Tudo em nosso mundo é mediado pela linguagem. As palavras têm muito poder: podem ser agressivas ou acolhedoras, podem empoderar ou humilhar uma pessoa ou um grupo de indivíduos. Repensar nossa linguagem para que seja mais inclusiva é muito importante, e ressignificar a forma como os indígenas são vistos em nossa sociedade começa daí.

Nesse sentido, é preciso, antes de qualquer coisa, abolir o uso do termo “índios”. Esse termo é considerado racista, colonialista e preconceituoso. Ele está associado a uma ideia de atraso tecnológico, primitivismo e canibalismo, a um povo “bárbaro” que foi dominado pelos portugueses que teriam “descoberto” o Brasil. Essa imagem, no fim, foi uma construção dos colonizadores que reduziu e escravizou os indígenas. Já a palavra “indígenas” significa “nativo”, “original de um lugar”, uma nomenclatura muito mais digna e respeitosa.

2. Usar a palavra tribo

Outra palavra que, ao longo do tempo, foi usada de forma colonizadora para reduzir indígenas e tratá-los como primitivos é “tribo”. Ela esconde a riqueza cultural indígena. Falar em povos indígenas em vez de tribo destaca suas características próprias e traz uma ideia de autonomia, de um povo que não depende de uma cultura que o hospede. São povos muito diversos, como o Mundukuru, Xavante, Guarani, entre outros, que têm um caminho pautado pela tradição indígena.

3. Acreditar que Pedro Álvares Cabral descobriu o Brasil

A história oficial do Brasil que aprendemos na escola foi construída de acordo com uma visão eurocêntrica, ou seja, centrada no europeu. Nela, os indígenas são posicionados como figuras secundárias, que aceitaram a dominação do colonizador por serem supostamente “inferiores” culturalmente. É preciso refletir sobre essa versão que se perpetuou com o passar da história, e buscar versões diversificadas. Os autores do manual citado lembram, por exemplo, que essa terra já era habitada pelos povos indígenas há milhares de anos. Portanto, se alguém descobriu o Brasil, foram os povos indígenas, e não os europeus.

Além disso, é importante pontuar que os colonizadores aplicaram políticas de extermínio e assimilação dos indígenas, a fim de suprimir as especificidades de sua cultura e tradição.

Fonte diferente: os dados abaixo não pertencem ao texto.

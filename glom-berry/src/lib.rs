#![warn(missing_docs)] // <= 合适时移除它.

//! 核心库. 针对无法整体驻留内存的大型 z-stack 荧光显微镜体数据,
//! 提供肾脏组织与肾小球的逐平面自适应分割、跨平面标识解析与量化.
//!
//! 该 crate 目前仅提供 `safe` 接口.
//!
//! # 注意
//!
//! 1. 平面文件 I/O 由 [`store`] 模块的两个后端提供; 跨样本/跨线程的任务
//!    调度、参数的外部加载 (JSON 等) 与报告格式不属于本 crate 的职责.
//! 2. 前置条件违例 (配置非法, 平面形状不一致) 以错误或 panic 暴露,
//!    不会被静默吞掉; 退化输入 (空平面, 无有效对象) 是有定义的
//!    非致命结果.
//!
//! # 管线结构
//!
//! ### 逐平面自适应分割 ✅
//!
//! Otsu 与百分位阈值, 圆盘形态学, 边界种子洪泛空洞闭合.
//! 每个平面无状态, 可跨平面并行.
//!
//! 实现位于 `glom-berry/src/segment`.
//!
//! ### 跨平面标识解析 ✅
//!
//! 有界滑动窗口内的流式全局标识分配与合并回写. 严格按 z 升序串行,
//! 这是整条管线唯一不可并行的部分.
//!
//! 实现位于 `glom-berry/src/label`.
//!
//! ### 量化与有效性过滤 ✅
//!
//! 逐平面流式统计体素数, 换算物理体积与等效球直径,
//! 按体积范围分类有效性并清零无效对象.
//!
//! 实现位于 `glom-berry/src/quant`.
//!
//! ### 平面存储 ✅
//!
//! 内存后端与目录后端 (掩膜 PNG, 标签 npy), 错误携带肇事 z 与通道.
//!
//! 实现位于 `glom-berry/src/store`.

/// 二维索引, 同时也可一定程度上用作非负整数向量.
pub type Idx2d = (usize, usize);

/// 三维索引, 同时也可一定程度上用作非负整数向量.
pub type Idx3d = (usize, usize, usize);

/// 平面与体数据基础数据结构.
mod data;

pub use data::{
    CompactLabelSlice, GeometryAttr, GraySlice, GraySliceMut, ImgWriteRaw, ImgWriteVis,
    LabelSlice, LabelSliceMut, LabelStack, MaskSlice, MaskSliceMut, MaskStack, OwnedGraySlice,
    OwnedLabelSlice, OwnedMaskSlice, OwnedScanSlice, ScanSlice, ScanSliceMut, ScanStack,
    SignalWindow, StackGeometry, VoxelSize,
};

pub mod consts;

pub mod config;

pub use config::{ConfigError, GlomeruliParams, PipelineConfig, TissueParams};

pub mod segment;

pub mod label;

pub mod quant;

pub mod store;

pub mod pipeline;

pub mod dataset;
pub mod prelude;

A população indígena era ampla e diversa à época da chegada dos colonizadores: no ano de 1500, 900 povos estavam espalhados pelo Brasil, falando 1.100 línguas, totalizando entre 5 e 8 milhões de pessoas. Essa riqueza sofreu imensa violência e foi dizimada. Também por isso, muitos defendem que, em vez de descobrimento, se fale em invasão, palavra que denota a agressividade e desapropriação envolvidas.

4. Achar que um povo é mais “civilizado” que outro

Muitas das violências perpetradas pelos colonizadores europeus nas Américas foram justificadas pela ideia de que portugueses e espanhóis eram mais “civilizados” do que os povos indígenas. Mas o que é ser civilizado? Quem definiu esse conceito?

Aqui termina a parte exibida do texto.